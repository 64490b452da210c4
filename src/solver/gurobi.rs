use grb::prelude::*;
use grb::{Status, VarType as GrbVarType};
use log::{debug, trace};
use typed_index_collections::TiVec;

use super::{SolveLimits, SolveStatus, SolverAdapter, SolverOutput};
use crate::error::Result;
use crate::model::{AssembledSystem, LinExpr, VarId, VarType};

/// Solves assembled systems with Gurobi
#[derive(Debug, Clone, Default)]
pub struct GurobiAdapter {
    /// Whether Gurobi may print its log to stdout
    pub verbose: bool,
}

impl GurobiAdapter {
    fn expr(vars: &TiVec<VarId, Var>, expr: &LinExpr) -> grb::expr::LinExpr {
        let mut out = grb::expr::LinExpr::new();
        for (var, coeff) in expr.terms() {
            out.add_term(*coeff, vars[*var]);
        }
        out.add_constant(expr.constant());
        out
    }

    /// Translates the system into a Gurobi model
    fn build(&self, system: &AssembledSystem) -> grb::Result<(Model, TiVec<VarId, Var>)> {
        let mut model = Model::new(system.name())?;
        model.set_param(param::OutputFlag, i32::from(self.verbose))?;

        let mut vars: TiVec<VarId, Var> = TiVec::with_capacity(system.vars().len());
        for def in system.vars().iter() {
            let vtype = match def.vtype {
                VarType::Integer => GrbVarType::Integer,
                VarType::Continuous => GrbVarType::Continuous,
            };
            vars.push(model.add_var(
                &def.name,
                vtype,
                0.0,
                def.lower,
                def.upper,
                std::iter::empty(),
            )?);
        }

        // variables must be integrated before they appear in constraints
        model.update()?;

        for constr in system.constraints() {
            let lhs = Self::expr(&vars, &constr.lhs);
            model.add_constr(&constr.name, c!(lhs == constr.rhs))?;
        }

        model.set_objective(Self::expr(&vars, system.objective()), Minimize)?;
        model.update()?;

        debug!("Translated run {} into a Gurobi model", system.run_id());
        Ok((model, vars))
    }

    fn status(status: Status) -> SolveStatus {
        match status {
            Status::Optimal => SolveStatus::Optimal,
            Status::Infeasible => SolveStatus::Infeasible,
            Status::Unbounded => SolveStatus::Unbounded,
            Status::TimeLimit => SolveStatus::TimeLimit,
            other => SolveStatus::Other(other as i32),
        }
    }
}

impl SolverAdapter for GurobiAdapter {
    fn solve(&mut self, system: &AssembledSystem, limits: &SolveLimits) -> Result<SolverOutput> {
        let (mut model, vars) = self.build(system)?;
        if let Some(limit) = limits.time_limit {
            model.set_param(param::TimeLimit, limit.as_secs_f64())?;
        }

        model.optimize()?;
        let status = Self::status(model.status()?);
        trace!("Gurobi status for run {}: {:?}", system.run_id(), status);

        // values are only available when at least one feasible solution was found
        if model.get_attr(attr::SolCount)? == 0 {
            return Ok(SolverOutput {
                status,
                values: TiVec::new(),
                objective: None,
            });
        }

        let values = vars
            .iter()
            .map(|var| model.get_obj_attr(attr::X, var))
            .collect::<grb::Result<Vec<f64>>>()?;

        Ok(SolverOutput {
            status,
            values: values.into(),
            objective: Some(model.get_attr(attr::ObjVal)?),
        })
    }
}
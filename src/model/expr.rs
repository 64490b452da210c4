use std::collections::BTreeMap;
use std::ops::{Add, Mul, Neg, Sub};

use super::VarId;

/// A linear expression `sum(coeff * var) + constant`
#[derive(Debug, Clone, Default, PartialEq)]
pub struct LinExpr {
    terms: Vec<(VarId, f64)>,
    constant: f64,
}

impl LinExpr {
    pub fn new() -> LinExpr {
        LinExpr::default()
    }

    pub fn add_term(&mut self, coeff: f64, var: VarId) -> &mut LinExpr {
        self.terms.push((var, coeff));
        self
    }

    pub fn add_constant(&mut self, constant: f64) -> &mut LinExpr {
        self.constant += constant;
        self
    }

    /// The variable terms, in insertion order. May contain repeated variables unless compacted.
    pub fn terms(&self) -> &[(VarId, f64)] {
        &self.terms
    }

    pub fn constant(&self) -> f64 {
        self.constant
    }

    /// The total coefficient of `var` in the expression
    pub fn coefficient(&self, var: VarId) -> f64 {
        self.terms
            .iter()
            .filter(|(v, _)| *v == var)
            .map(|(_, c)| c)
            .sum()
    }

    /// Merges repeated variables into a single term, ordered by variable id
    pub fn compact(self) -> LinExpr {
        let mut merged: BTreeMap<VarId, f64> = BTreeMap::new();
        for (var, coeff) in self.terms {
            *merged.entry(var).or_insert(0.0) += coeff;
        }
        LinExpr {
            terms: merged.into_iter().collect(),
            constant: self.constant,
        }
    }

    /// Splits the expression into its variable part and its constant
    pub fn into_parts(self) -> (Vec<(VarId, f64)>, f64) {
        (self.terms, self.constant)
    }
}

impl From<VarId> for LinExpr {
    fn from(var: VarId) -> LinExpr {
        LinExpr {
            terms: vec![(var, 1.0)],
            constant: 0.0,
        }
    }
}

impl From<f64> for LinExpr {
    fn from(constant: f64) -> LinExpr {
        LinExpr {
            terms: Vec::new(),
            constant,
        }
    }
}

impl<T: Into<LinExpr>> Add<T> for LinExpr {
    type Output = LinExpr;

    fn add(mut self, rhs: T) -> LinExpr {
        let rhs = rhs.into();
        self.terms.extend(rhs.terms);
        self.constant += rhs.constant;
        self
    }
}

impl<T: Into<LinExpr>> Sub<T> for LinExpr {
    type Output = LinExpr;

    fn sub(self, rhs: T) -> LinExpr {
        self + (-rhs.into())
    }
}

impl Neg for LinExpr {
    type Output = LinExpr;

    fn neg(self) -> LinExpr {
        self * -1.0
    }
}

impl Mul<f64> for LinExpr {
    type Output = LinExpr;

    fn mul(mut self, rhs: f64) -> LinExpr {
        for (_, coeff) in self.terms.iter_mut() {
            *coeff *= rhs;
        }
        self.constant *= rhs;
        self
    }
}

impl<T: Into<LinExpr>> Add<T> for VarId {
    type Output = LinExpr;

    fn add(self, rhs: T) -> LinExpr {
        LinExpr::from(self) + rhs
    }
}

impl<T: Into<LinExpr>> Sub<T> for VarId {
    type Output = LinExpr;

    fn sub(self, rhs: T) -> LinExpr {
        LinExpr::from(self) - rhs
    }
}

impl Mul<f64> for VarId {
    type Output = LinExpr;

    fn mul(self, rhs: f64) -> LinExpr {
        LinExpr {
            terms: vec![(self, rhs)],
            constant: 0.0,
        }
    }
}

impl Mul<VarId> for f64 {
    type Output = LinExpr;

    fn mul(self, rhs: VarId) -> LinExpr {
        rhs * self
    }
}

/// Sums anything convertible into a linear expression
pub trait LinSum {
    fn lin_sum(self) -> LinExpr;
}

impl<I, T> LinSum for I
where
    I: IntoIterator<Item = T>,
    T: Into<LinExpr>,
{
    fn lin_sum(self) -> LinExpr {
        self.into_iter().fold(LinExpr::new(), |acc, e| acc + e)
    }
}
use pyo3::exceptions::PyValueError;
use pyo3::prelude::*;

use crate::config::PlanningConfig;
use crate::forecast::{ForecastEngine, GrowthParameters};
use crate::scenario::Scenario;

fn pyerr<E: std::fmt::Display>(err: E) -> PyErr {
    PyErr::new::<PyValueError, _>(err.to_string())
}

fn engine(locations: usize, days: usize, epsilon: usize) -> PyResult<ForecastEngine> {
    let config = PlanningConfig::new(locations, days, epsilon).map_err(pyerr)?;
    Ok(ForecastEngine::new(&config))
}

fn rows(array: ndarray::Array2<f64>) -> Vec<Vec<f64>> {
    array.outer_iter().map(|row| row.to_vec()).collect()
}

/// Expected new ICU patients per location and day, `beta`
#[pyfunction]
pub fn demand_forecast(
    growth_parameters: Vec<Vec<f64>>,
    elapsed_days: i64,
    days: usize,
) -> PyResult<Vec<Vec<f64>>> {
    let locations = growth_parameters.len();
    let params = GrowthParameters::from_table(&growth_parameters, locations).map_err(pyerr)?;
    // epsilon does not affect beta
    let beta = engine(locations, days, days)?
        .demand_forecast(&params, elapsed_days)
        .map_err(pyerr)?;
    Ok(rows(beta))
}

/// Expected new ICU patients before the turnover cutoff, `alpha`
#[pyfunction]
pub fn turnover_forecast(
    growth_parameters: Vec<Vec<f64>>,
    elapsed_days: i64,
    days: usize,
    epsilon: usize,
) -> PyResult<Vec<Vec<f64>>> {
    let locations = growth_parameters.len();
    let params = GrowthParameters::from_table(&growth_parameters, locations).map_err(pyerr)?;
    let alpha = engine(locations, days, epsilon)?
        .turnover_forecast(&params, elapsed_days)
        .map_err(pyerr)?;
    Ok(rows(alpha))
}

/// Builds the model described by a JSON scenario and returns it in LP format
#[pyfunction]
pub fn scenario_lp(json: &str) -> PyResult<String> {
    let scenario = Scenario::from_json(json).map_err(pyerr)?;
    let system = scenario.build().map_err(pyerr)?;
    Ok(system.to_lp_string())
}

/// Entry point of `import icu_surge`; routes `log` records to Python's `logging`.
#[pymodule]
fn icu_surge(_py: Python, m: &PyModule) -> PyResult<()> {
    pyo3_log::init();
    m.add_function(wrap_pyfunction!(demand_forecast, m)?)?;
    m.add_function(wrap_pyfunction!(turnover_forecast, m)?)?;
    m.add_function(wrap_pyfunction!(scenario_lp, m)?)?;
    Ok(())
}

◆ ◆ ◆ ◆

Nothing but the lines from the start of the data above through the line with "for constr in" should appear in your answer, copied exactly.

repository 64490b452da210c4
filename src/solver/gurobi.rs
use grb::prelude::*;
use grb::{Status, VarType as GrbVarType};
use log::{debug, trace};
use typed_index_collections::TiVec;

use super::{SolveLimits, SolveStatus, SolverAdapter, SolverOutput};
use crate::error::Result;
use crate::model::{AssembledSystem, LinExpr, VarId, VarType};

/// Solves assembled systems with Gurobi
#[derive(Debug, Clone, Default)]
pub struct GurobiAdapter {
    /// Whether Gurobi may print its log to stdout
    pub verbose: bool,
}

impl GurobiAdapter {
    fn expr(vars: &TiVec<VarId, Var>, expr: &LinExpr) -> grb::expr::LinExpr {
        let mut out = grb::expr::LinExpr::new();
        for (var, coeff) in expr.terms() {
            out.add_term(*coeff, vars[*var]);
        }
        out.add_constant(expr.constant());
        out
    }

    /// Translates the system into a Gurobi model
    fn build(&self, system: &AssembledSystem) -> grb::Result<(Model, TiVec<VarId, Var>)> {
        let mut model = Model::new(system.name())?;
        model.set_param(param::OutputFlag, i32::from(self.verbose))?;

        let mut vars: TiVec<VarId, Var> = TiVec::with_capacity(system.vars().len());
        for def in system.vars().iter() {
            let vtype = match def.vtype {
                VarType::Integer => GrbVarType::Integer,
                VarType::Continuous => GrbVarType::Continuous,
            };
            vars.push(model.add_var(
                &def.name,
                vtype,
                0.0,
                def.lower,
                def.upper,
                std::iter::empty(),
            )?);
        }

        // variables must be integrated before they appear in constraints
        model.update()?;

        for constr in system.constraints() {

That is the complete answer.